00:00 25 Aprile 2010

Martedì possibile break temporalesco su alcune regioni, poi via libera all’alta pressione ma durerà poco

Il transito di un impulso di aria fresca e instabile determinerà nella prima parte di martedì 27 una temporanea nuova accentuazione dell'instabilità, con possibilità di rovesci sul alcune regioni del nord e del centro. A seguire affermazione dell'alta pressione fino a venerdì 30. Con i primi di maggio possibile guasto.

Si va lentamente riassorbendo la circolazione di aria instabile sulle nostre regioni meridionali. La spinta dell’alta pressione nord-africana, puntata verso la penisola Iberica, tenterà di dare una prima spallata alla circolazione europea, senza tuttavia ottenere grandi risultati.

Nella giornata di martedì 27 infatti essa non impedirà ad una pulsazione fresca e instabile di portarsi a ridosso delle nostre regioni determinando in sostanza una nuova accentuazione dell’instabilità. In mattinata si avrà la possibilità di rovesci e locali manifestazioni temporalesche sulla pianura veneta, bassa Lombardia, basso Piemonte, Emilia ed entroterra toscano.

Nel pomeriggio i fenomeni si concentreranno invece sulle Prealpi venete, ancora sull’Emilia e su tutta la dorsale appenninica fino ai monti calabresi, pur risultando nel complesso meno omogenei e più disorganizzati.

Tolto l’ultimo dente, ecco che l’alta pressione ritenterà la sua sortita, questa volta con maggior successo, a partire da mercoledì 28. La sua fase apicale si concentrerà tra giovedì 29 e venerdì 30, con prevalenza di sole e pochi disturbi pomeridiani limitati a qualche annuvolamento modesto lungo le zone montuose. Generale rialzo delle temperature.

Con il weekend del Primo Maggio, tutto cambierà ancora.

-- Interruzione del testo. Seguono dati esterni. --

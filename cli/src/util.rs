// SPDX-FileCopyrightText: 2025-2026 Zexin Yuan <aim@yzx9.xyz>
//
// SPDX-License-Identifier: Apache-2.0

use std::error::Error;

use clap::{Arg, ArgMatches, arg, value_parser};
use timeframe_core::Timeframe;

use crate::config::Config;

/// The output format for commands
#[derive(Debug, Clone, Copy, Default, PartialEq, Eq, clap::ValueEnum, serde::Deserialize)]
#[serde(rename_all = "snake_case")]
pub enum ArgOutputFormat {
    /// One item per line.
    #[default]
    Text,

    /// A JSON array.
    Json,
}

impl ArgOutputFormat {
    pub fn arg() -> Arg {
        arg!(--"output-format" <FORMAT> "Output format, defaults to the configured one")
            .value_parser(value_parser!(ArgOutputFormat))
    }

    pub fn from(matches: &ArgMatches) -> Option<Self> {
        matches.get_one("output-format").copied()
    }

    /// The explicit choice if any, otherwise the configured format.
    pub fn or_configured(format: Option<Self>, config: &Config) -> Self {
        format.unwrap_or(config.output_format)
    }
}

pub fn arg_verbose() -> Arg {
    arg!(-v --verbose "Show debug logs on stderr")
}

pub fn get_verbose(matches: &ArgMatches) -> bool {
    matches.get_flag("verbose")
}

pub fn get_input(matches: &ArgMatches, id: &str) -> String {
    match matches.get_one::<String>(id) {
        Some(input) => input.clone(),
        None => unreachable!("{id} is required"),
    }
}

pub fn get_inputs(matches: &ArgMatches, id: &str) -> Vec<String> {
    matches
        .get_many::<String>(id)
        .map(|inputs| inputs.cloned().collect())
        .unwrap_or_default()
}

/// Parses a command-line input under the configured policy.
pub fn parse_timeframe(input: &str, config: &Config) -> Result<Timeframe, Box<dyn Error>> {
    timeframe_iso8601::parse_with(input, &config.core)
        .map_err(|e| format!("Invalid timeframe `{input}`: {e}").into())
}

Un impulso di aria fredda accompagnato da un vero e proprio sistema frontale in arrivo dal Mare del Nord si porterà a ridosso dell’arco alpino per poi insediarsi sui nostri mari a iniziare da lunedì 3. Partirà dunque una nuova fase di tempo fortemente instabile su tutto il nostro Paese e per di più decisamente fresco, con rischio del ritorno della neve in montagna, segnatamente sulle Alpi, anche a quote piuttosto modeste per la stagione.